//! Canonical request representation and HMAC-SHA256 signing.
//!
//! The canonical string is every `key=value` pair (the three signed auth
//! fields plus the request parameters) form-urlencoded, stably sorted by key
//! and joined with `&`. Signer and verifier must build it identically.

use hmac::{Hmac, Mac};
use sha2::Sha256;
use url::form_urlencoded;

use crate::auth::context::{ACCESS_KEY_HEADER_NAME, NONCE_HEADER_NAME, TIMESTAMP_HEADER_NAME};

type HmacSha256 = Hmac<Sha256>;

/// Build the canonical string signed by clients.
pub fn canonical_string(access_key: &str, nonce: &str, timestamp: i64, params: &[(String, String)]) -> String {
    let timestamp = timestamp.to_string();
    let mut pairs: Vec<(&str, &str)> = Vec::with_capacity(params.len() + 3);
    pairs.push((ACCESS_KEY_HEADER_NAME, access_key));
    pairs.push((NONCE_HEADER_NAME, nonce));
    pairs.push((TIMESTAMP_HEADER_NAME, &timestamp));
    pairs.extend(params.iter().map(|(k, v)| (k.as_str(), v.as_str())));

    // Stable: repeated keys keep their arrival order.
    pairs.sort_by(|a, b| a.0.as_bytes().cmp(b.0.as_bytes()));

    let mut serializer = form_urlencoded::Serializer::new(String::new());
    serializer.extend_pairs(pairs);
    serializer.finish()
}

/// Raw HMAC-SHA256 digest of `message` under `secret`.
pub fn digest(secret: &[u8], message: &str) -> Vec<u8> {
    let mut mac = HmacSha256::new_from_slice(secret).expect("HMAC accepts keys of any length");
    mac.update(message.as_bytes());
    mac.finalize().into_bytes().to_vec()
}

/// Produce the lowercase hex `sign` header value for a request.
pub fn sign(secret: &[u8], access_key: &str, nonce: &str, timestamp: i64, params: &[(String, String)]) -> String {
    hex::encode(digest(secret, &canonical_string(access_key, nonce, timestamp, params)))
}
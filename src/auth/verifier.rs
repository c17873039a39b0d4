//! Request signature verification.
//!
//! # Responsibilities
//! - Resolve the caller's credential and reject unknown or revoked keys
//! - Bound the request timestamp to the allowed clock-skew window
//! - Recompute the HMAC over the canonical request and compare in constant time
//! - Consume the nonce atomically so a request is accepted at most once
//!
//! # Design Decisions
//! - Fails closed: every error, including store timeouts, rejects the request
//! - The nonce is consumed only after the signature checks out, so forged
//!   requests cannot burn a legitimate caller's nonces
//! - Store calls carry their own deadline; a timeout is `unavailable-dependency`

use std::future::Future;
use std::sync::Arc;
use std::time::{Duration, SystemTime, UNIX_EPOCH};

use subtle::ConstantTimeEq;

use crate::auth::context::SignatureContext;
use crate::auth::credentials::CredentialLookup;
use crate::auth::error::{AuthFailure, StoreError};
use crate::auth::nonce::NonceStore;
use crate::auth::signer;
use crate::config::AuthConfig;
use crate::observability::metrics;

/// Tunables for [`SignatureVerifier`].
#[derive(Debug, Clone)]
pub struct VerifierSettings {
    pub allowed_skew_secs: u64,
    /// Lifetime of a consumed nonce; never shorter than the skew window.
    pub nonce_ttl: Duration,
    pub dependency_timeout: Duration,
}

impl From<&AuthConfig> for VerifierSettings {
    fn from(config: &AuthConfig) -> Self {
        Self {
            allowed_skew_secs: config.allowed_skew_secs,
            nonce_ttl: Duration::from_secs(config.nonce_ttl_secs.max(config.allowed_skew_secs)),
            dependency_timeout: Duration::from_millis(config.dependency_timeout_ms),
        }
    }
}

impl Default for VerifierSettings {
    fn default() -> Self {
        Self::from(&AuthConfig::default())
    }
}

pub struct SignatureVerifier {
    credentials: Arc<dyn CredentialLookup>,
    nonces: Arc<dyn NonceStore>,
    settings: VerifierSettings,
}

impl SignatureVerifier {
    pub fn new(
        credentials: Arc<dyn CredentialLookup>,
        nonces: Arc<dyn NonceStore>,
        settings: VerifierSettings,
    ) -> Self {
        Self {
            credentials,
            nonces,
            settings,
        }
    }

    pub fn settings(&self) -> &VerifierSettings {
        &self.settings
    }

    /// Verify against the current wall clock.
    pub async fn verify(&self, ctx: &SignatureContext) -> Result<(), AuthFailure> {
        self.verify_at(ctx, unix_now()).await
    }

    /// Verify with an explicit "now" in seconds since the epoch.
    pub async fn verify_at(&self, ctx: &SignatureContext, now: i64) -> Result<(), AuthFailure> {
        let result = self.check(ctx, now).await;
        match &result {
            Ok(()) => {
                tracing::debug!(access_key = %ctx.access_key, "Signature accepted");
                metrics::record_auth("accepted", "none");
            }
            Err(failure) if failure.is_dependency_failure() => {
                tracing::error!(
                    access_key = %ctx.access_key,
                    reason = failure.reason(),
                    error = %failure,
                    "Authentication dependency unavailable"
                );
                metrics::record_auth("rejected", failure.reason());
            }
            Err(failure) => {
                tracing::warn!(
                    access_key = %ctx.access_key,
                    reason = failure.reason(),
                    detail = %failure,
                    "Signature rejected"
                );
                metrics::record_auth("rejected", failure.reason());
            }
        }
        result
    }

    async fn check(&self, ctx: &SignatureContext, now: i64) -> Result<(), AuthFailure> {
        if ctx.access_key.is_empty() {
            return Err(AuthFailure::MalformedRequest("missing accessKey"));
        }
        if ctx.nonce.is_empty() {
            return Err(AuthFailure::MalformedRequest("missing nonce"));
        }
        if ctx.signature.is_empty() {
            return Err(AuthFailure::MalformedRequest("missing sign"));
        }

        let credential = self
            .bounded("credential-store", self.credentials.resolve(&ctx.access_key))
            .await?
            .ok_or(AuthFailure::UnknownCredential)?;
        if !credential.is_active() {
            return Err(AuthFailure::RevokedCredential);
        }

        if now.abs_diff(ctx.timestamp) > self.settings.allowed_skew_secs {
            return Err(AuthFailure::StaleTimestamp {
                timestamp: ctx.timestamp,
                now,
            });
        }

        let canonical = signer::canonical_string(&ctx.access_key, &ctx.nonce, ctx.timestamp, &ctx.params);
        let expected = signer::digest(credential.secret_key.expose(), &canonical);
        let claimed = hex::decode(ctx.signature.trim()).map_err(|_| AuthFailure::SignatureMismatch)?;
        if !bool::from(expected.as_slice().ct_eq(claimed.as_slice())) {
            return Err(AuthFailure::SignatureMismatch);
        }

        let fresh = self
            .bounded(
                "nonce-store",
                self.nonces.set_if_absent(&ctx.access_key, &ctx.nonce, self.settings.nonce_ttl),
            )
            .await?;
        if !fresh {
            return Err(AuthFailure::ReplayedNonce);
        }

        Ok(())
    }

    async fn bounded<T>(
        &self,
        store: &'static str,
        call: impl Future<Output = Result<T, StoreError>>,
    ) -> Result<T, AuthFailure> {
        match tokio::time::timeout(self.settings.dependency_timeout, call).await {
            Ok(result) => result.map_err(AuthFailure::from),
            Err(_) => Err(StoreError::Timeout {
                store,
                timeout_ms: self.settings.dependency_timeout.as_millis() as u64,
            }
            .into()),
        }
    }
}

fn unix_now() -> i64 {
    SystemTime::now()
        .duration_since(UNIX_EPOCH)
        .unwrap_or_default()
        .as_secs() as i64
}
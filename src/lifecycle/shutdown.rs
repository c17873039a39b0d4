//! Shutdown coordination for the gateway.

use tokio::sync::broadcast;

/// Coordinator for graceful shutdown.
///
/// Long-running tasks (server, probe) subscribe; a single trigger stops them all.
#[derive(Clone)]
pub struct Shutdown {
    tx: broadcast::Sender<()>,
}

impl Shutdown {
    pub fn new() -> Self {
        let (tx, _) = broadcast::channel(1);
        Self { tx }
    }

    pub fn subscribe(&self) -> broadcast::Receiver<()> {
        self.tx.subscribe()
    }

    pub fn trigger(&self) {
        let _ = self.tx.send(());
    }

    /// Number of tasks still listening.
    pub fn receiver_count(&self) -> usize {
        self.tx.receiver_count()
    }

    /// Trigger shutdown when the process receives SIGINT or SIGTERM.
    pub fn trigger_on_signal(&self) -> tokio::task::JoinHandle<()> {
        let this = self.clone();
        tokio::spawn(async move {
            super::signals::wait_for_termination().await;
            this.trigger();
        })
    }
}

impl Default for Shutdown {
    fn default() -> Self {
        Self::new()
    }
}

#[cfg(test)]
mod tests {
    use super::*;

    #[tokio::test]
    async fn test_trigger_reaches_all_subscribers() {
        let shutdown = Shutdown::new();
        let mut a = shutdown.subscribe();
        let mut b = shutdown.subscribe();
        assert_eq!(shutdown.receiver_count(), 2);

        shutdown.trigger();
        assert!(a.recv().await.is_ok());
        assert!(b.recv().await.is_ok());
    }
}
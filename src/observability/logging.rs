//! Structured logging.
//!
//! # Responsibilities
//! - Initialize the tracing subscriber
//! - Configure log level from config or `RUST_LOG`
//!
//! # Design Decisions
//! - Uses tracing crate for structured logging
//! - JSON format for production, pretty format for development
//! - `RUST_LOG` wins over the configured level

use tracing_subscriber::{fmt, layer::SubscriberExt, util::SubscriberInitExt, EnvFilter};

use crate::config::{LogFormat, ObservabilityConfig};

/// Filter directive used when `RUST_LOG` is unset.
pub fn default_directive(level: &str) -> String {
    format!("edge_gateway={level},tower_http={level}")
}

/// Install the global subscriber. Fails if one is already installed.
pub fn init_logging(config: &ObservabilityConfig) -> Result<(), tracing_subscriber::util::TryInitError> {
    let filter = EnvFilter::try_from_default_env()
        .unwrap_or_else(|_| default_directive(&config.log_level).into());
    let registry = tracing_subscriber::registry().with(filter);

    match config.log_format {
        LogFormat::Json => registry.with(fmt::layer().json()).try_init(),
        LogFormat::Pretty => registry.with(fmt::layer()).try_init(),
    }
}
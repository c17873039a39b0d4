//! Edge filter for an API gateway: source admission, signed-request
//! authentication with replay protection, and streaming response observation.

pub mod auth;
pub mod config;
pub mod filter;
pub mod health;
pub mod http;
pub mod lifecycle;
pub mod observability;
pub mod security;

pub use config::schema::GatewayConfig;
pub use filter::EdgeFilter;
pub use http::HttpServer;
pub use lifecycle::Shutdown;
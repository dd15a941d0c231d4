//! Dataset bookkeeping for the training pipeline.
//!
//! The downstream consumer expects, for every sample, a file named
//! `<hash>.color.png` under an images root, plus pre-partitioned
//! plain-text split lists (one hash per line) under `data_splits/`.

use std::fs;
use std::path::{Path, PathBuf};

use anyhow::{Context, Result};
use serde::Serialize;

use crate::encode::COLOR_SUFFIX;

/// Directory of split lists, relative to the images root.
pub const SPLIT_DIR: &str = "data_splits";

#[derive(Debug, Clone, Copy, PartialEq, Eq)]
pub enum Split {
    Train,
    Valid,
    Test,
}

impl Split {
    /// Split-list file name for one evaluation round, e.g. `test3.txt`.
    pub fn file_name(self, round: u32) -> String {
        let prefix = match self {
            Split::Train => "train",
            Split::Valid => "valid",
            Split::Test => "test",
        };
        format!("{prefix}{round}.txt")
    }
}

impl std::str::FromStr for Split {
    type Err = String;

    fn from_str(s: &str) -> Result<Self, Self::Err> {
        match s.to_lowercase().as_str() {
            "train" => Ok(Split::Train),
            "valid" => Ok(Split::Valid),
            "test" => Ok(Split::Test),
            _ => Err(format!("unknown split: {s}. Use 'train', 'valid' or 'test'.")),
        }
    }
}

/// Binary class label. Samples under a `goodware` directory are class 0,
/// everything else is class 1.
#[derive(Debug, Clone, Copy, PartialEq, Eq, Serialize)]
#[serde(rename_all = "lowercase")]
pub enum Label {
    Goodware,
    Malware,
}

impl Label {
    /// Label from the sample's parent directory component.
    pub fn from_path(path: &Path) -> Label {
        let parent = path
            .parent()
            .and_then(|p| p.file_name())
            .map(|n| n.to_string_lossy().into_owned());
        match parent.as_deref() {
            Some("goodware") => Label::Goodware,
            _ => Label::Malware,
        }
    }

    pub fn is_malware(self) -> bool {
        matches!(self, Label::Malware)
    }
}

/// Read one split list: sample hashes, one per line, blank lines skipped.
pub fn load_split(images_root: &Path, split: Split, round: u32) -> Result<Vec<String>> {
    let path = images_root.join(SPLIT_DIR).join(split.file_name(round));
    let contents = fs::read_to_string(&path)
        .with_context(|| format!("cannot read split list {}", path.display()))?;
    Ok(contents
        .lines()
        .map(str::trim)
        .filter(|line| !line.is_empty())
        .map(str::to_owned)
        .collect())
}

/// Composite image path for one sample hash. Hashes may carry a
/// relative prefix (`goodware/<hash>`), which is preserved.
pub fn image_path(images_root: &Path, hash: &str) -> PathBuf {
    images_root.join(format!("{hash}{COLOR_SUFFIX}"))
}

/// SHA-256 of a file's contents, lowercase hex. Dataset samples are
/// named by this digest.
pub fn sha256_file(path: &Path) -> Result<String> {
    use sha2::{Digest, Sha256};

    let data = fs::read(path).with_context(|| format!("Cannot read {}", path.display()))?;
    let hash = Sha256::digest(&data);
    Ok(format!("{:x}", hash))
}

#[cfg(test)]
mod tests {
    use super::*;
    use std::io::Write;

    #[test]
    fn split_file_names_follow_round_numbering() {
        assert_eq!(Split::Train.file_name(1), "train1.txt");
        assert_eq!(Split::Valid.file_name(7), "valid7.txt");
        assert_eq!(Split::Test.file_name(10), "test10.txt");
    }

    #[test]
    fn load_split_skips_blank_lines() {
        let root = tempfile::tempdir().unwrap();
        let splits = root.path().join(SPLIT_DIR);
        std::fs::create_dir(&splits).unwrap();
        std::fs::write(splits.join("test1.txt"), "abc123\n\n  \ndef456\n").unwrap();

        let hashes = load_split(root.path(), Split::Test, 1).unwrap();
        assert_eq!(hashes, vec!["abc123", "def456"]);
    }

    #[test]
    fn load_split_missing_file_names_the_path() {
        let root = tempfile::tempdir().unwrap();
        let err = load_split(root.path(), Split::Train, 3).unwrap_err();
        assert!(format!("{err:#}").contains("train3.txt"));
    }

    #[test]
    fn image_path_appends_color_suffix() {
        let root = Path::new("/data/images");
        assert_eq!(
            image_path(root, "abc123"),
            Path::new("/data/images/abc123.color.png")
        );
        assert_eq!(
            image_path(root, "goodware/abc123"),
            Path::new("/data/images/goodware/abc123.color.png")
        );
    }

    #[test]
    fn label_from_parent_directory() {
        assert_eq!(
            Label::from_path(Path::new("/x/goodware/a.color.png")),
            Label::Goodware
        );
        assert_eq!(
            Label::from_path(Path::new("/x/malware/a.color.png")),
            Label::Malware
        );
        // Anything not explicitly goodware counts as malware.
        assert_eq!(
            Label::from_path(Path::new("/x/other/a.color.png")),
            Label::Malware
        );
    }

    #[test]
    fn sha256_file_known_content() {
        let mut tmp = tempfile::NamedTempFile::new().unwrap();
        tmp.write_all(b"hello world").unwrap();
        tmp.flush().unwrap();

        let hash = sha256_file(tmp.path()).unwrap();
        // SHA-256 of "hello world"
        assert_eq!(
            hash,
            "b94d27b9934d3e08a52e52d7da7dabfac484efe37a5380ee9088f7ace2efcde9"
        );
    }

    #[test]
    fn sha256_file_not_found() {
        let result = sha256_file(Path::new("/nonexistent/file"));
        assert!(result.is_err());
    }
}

* [Assigned task] An exact copy of the lines from the one containing "let mut tmp" through the end of the entries is required, and nothing beyond them.

* [Answer for the task]
        let mut tmp = tempfile::NamedTempFile::new().unwrap();
        tmp.write_all(b"hello world").unwrap();
        tmp.flush().unwrap();

        let hash = sha256_file(tmp.path()).unwrap();
        // SHA-256 of "hello world"
        assert_eq!(
            hash,
            "b94d27b9934d3e08a52e52d7da7dabfac484efe37a5380ee9088f7ace2efcde9"
        );
    }

    #[test]
    fn sha256_file_not_found() {
        let result = sha256_file(Path::new("/nonexistent/file"));
        assert!(result.is_err());
    }
}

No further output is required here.